Ni le vacarme ni la poussière ne sauraient perturber ce cuisinier ambulant. L’homme en tablier rouge (les personnes qui ne sont pas nommées ont requis l’anonymat) étire sa pâte à nouille devant les ouvriers en sueur qui, casque sur la tête, se relaient à des tables de camping. Tout près, un fourgon cabossé dévoile son étal : une avalanche de friandises. « Moi, je suis là depuis que ces travailleurs font des heures supplémentaires et veulent ramener de quoi grignoter sur le chantier », raconte-t-il. Autour d’eux, un fatras de poutres d’acier.
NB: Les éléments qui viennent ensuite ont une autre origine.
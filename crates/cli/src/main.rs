//! DripHub CLI - drive the storefront client from a terminal.
//!
//! # Usage
//!
//! ```bash
//! # Add a product to the cart (fetched from the catalog)
//! driphub cart add 42
//!
//! # Add a product without asking the backend
//! driphub cart add 42 --name "Denim Jacket" --price 59.99
//!
//! # Sign in and check a protected route
//! driphub auth login -e shopper@example.com -p 'Secret#123'
//! driphub route check /checkout
//! ```
//!
//! # Commands
//!
//! - `cart` - Show and change the cart
//! - `wishlist` - Show and change the wishlist
//! - `auth` - Sign in, register, sign out, password reset
//! - `products` - Browse the catalog
//! - `route` - Ask the route gate about a path
//!
//! State (cart, wishlist, tokens, cached profile) lives in the JSON file named
//! by `DRIPHUB_STORAGE_PATH`, so it carries over between invocations.

#![cfg_attr(not(test), forbid(unsafe_code))]

use clap::{Parser, Subcommand};
use driphub_core::Price;
use driphub_storefront::{config::StorefrontConfig, state::AppState, telemetry};

mod commands;

#[derive(Parser)]
#[command(name = "driphub")]
#[command(author, version, about = "DripHub storefront client")]
struct Cli {
    #[command(subcommand)]
    command: Commands,
}

#[derive(Subcommand)]
enum Commands {
    /// Show and change the shopping cart
    Cart {
        #[command(subcommand)]
        action: CartAction,
    },
    /// Show and change the wishlist
    Wishlist {
        #[command(subcommand)]
        action: WishlistAction,
    },
    /// Manage the signed-in session
    Auth {
        #[command(subcommand)]
        action: AuthAction,
    },
    /// Browse the product catalog
    Products {
        #[command(subcommand)]
        action: ProductsAction,
    },
    /// Inspect the route table and gate
    Route {
        #[command(subcommand)]
        action: RouteAction,
    },
}

/// Product details given on the command line instead of fetched.
#[derive(clap::Args)]
struct ProductArgs {
    /// Product id
    id: String,

    /// Product name (skips the catalog lookup together with `--price`)
    #[arg(long, requires = "price")]
    name: Option<String>,

    /// Unit price, e.g. `59.99`
    #[arg(long, requires = "name")]
    price: Option<Price>,

    /// Image URL
    #[arg(long)]
    image: Option<String>,
}

#[derive(Subcommand)]
enum CartAction {
    /// Add one unit of a product
    Add(ProductArgs),
    /// Remove a product line
    Remove {
        /// Product id
        id: String,
    },
    /// Set the quantity of a product line (values below 1 become 1)
    Set {
        /// Product id
        id: String,
        /// New quantity
        quantity: u32,
    },
    /// Empty the cart
    Clear,
    /// Print the cart and its total
    Show,
}

#[derive(Subcommand)]
enum WishlistAction {
    /// Save a product
    Add(ProductArgs),
    /// Remove a saved product
    Remove {
        /// Product id
        id: String,
    },
    /// Move a saved product into the cart
    Move {
        /// Product id
        id: String,
    },
    /// Print the wishlist
    Show,
}

#[derive(Subcommand)]
enum AuthAction {
    /// Sign in with email and password
    Login {
        #[arg(short, long)]
        email: String,

        #[arg(short, long)]
        password: String,
    },
    /// Create an account
    Register {
        #[arg(short, long)]
        name: String,

        #[arg(short, long)]
        email: String,

        #[arg(short, long)]
        password: String,

        /// Repeat of `--password`
        #[arg(short, long)]
        confirm: String,
    },
    /// Sign out and forget stored tokens
    Logout,
    /// Restore the session and print who is signed in
    Whoami,
    /// Request a password reset email
    Forgot {
        #[arg(short, long)]
        email: String,
    },
    /// Set a new password with a reset token
    Reset {
        #[arg(short, long)]
        token: String,

        #[arg(short, long)]
        password: String,

        /// Repeat of `--password`
        #[arg(short, long)]
        confirm: String,
    },
}

#[derive(Subcommand)]
enum ProductsAction {
    /// List products
    List {
        /// Only products in this category
        #[arg(long)]
        category: Option<String>,

        /// Sort order understood by the backend, e.g. `price_asc`
        #[arg(long)]
        sort: Option<String>,

        #[arg(long)]
        page: Option<u32>,
    },
    /// Show one product
    Show {
        /// Product id
        id: String,
    },
    /// Search products by text
    Search {
        /// Search text
        query: String,
    },
    /// List product categories
    Categories,
}

#[derive(Subcommand)]
enum RouteAction {
    /// Decide whether `path` may be shown to the current session
    Check {
        /// Path to check, e.g. `/checkout`
        path: String,
    },
    /// Print the route table
    List,
}

#[tokio::main]
async fn main() {
    let cli = Cli::parse();

    let config = match StorefrontConfig::from_env() {
        Ok(config) => config,
        Err(e) => commands::exit_with(&format!("Invalid configuration: {e}")),
    };

    let sentry_guard = telemetry::init(&config);

    let result: Result<(), Box<dyn std::error::Error>> = run(cli, config).await;

    if let Err(e) = result {
        tracing::error!("Command failed: {e}");
        drop(sentry_guard);
        std::process::exit(1);
    }
}

async fn run(cli: Cli, config: StorefrontConfig) -> Result<(), Box<dyn std::error::Error>> {
    let state = AppState::open(config)?;
    state.watch_session_expiry();

    match cli.command {
        Commands::Cart { action } => match action {
            CartAction::Add(product) => commands::cart::add(&state, product).await?,
            CartAction::Remove { id } => commands::cart::remove(&state, &id)?,
            CartAction::Set { id, quantity } => commands::cart::set(&state, &id, quantity)?,
            CartAction::Clear => commands::cart::clear(&state)?,
            CartAction::Show => commands::cart::show(&state),
        },
        Commands::Wishlist { action } => match action {
            WishlistAction::Add(product) => commands::wishlist::add(&state, product).await?,
            WishlistAction::Remove { id } => commands::wishlist::remove(&state, &id)?,
            WishlistAction::Move { id } => commands::wishlist::move_to_cart(&state, &id)?,
            WishlistAction::Show => commands::wishlist::show(&state),
        },
        Commands::Auth { action } => match action {
            AuthAction::Login { email, password } => {
                commands::auth::login(&state, email, password).await?;
            }
            AuthAction::Register {
                name,
                email,
                password,
                confirm,
            } => commands::auth::register(&state, name, email, password, confirm).await?,
            AuthAction::Logout => commands::auth::logout(&state).await,
            AuthAction::Whoami => commands::auth::whoami(&state).await?,
            AuthAction::Forgot { email } => commands::auth::forgot(&state, &email).await?,
            AuthAction::Reset {
                token,
                password,
                confirm,
            } => commands::auth::reset(&state, token, password, confirm).await?,
        },
        Commands::Products { action } => match action {
            ProductsAction::List {
                category,
                sort,
                page,
            } => {
                commands::products::list(&state, category.as_deref(), sort.as_deref(), page)
                    .await?;
            }
            ProductsAction::Show { id } => commands::products::show(&state, &id).await?,
            ProductsAction::Search { query } => commands::products::search(&state, &query).await?,
            ProductsAction::Categories => commands::products::categories(&state).await?,
        },
        Commands::Route { action } => match action {
            RouteAction::Check { path } => commands::route::check(&state, &path).await,
            RouteAction::List => commands::route::list(),
        },
    }
    Ok(())
}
Des dizaines de bétonnières en file indienne. Un soleil éclatant et la mer pour horizon.
Le chantier naval de Heavy Hengli, sur l’île de Changxing, à 100 kilomètres de Dalian, au nord-est de la Chine, sur les bords de la mer Jaune, symbolise une renaissance économique chinoise sur des ruines sud-coréennes. En 2015, l’entreprise sud-coréenne STX, alors le 4e plus grand constructeur naval au monde, fait faillite, et son chantier naval à Dalian, inauguré six ans plus tôt, s’arrête brutalement. Ainsi, 3,5 milliards d’euros d’investissement sont abandonnés et 21 000 ouvriers licenciés.
Après plusieurs tentatives de reprise infructueuses, le gouvernement du Liaoning propose l’industriel local, qui rachète, en juillet 2022, le site pour 280 millions d’euros. Le pétrochimiste Hengli dispose déjà, sur zone, d’une raffinerie de pétrole, d’une usine géante d’acide téréphtalique, nécessaire à la fabrication de plastique recyclé, et d’une centrale à charbon. Il promet de l’emploi à foison, mais… il ne connaît rien à la navigation.